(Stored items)
+ + + + +

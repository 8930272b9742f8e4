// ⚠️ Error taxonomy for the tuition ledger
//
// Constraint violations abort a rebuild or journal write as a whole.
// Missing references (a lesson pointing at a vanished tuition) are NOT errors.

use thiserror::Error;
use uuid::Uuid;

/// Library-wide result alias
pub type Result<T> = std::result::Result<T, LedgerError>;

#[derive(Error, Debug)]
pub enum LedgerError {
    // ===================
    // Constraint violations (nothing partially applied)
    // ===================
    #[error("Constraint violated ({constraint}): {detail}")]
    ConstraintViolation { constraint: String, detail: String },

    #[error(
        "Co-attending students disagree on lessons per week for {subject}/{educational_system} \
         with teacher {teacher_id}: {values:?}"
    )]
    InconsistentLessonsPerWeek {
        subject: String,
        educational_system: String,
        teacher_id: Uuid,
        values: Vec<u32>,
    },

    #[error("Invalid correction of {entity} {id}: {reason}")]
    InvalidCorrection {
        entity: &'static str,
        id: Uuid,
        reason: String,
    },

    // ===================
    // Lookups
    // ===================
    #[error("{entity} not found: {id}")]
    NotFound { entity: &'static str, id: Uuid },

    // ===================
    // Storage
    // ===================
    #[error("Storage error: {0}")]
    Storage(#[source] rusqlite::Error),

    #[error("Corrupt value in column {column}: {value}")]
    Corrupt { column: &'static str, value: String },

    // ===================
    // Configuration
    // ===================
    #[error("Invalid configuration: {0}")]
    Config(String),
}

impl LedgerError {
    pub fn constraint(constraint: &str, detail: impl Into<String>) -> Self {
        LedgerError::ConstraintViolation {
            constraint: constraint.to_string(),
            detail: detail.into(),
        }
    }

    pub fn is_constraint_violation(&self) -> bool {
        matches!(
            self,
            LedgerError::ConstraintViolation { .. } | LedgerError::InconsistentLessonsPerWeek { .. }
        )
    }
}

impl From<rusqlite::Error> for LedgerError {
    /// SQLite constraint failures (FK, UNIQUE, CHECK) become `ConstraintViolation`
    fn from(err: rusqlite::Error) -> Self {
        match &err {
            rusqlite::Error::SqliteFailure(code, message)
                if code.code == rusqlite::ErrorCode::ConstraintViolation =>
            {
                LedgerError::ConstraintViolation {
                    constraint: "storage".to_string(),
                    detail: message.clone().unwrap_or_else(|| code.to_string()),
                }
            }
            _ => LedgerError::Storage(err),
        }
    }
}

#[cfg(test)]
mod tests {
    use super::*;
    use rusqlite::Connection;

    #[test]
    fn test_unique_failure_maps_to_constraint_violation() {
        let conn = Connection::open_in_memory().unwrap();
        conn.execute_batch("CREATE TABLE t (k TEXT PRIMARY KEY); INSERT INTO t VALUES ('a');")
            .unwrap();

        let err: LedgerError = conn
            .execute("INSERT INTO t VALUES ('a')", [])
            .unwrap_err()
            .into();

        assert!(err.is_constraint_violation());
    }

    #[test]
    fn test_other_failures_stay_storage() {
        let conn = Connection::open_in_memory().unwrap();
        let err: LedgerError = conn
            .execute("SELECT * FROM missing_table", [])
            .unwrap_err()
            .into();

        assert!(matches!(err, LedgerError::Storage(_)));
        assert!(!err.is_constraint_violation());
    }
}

+ + + + +

Action item: Scan the lines above for the word "static" and copy every one where it occurs.

Task output:
        entity: &'static str,
    NotFound { entity: &'static str, id: Uuid },
    Corrupt { column: &'static str, value: String },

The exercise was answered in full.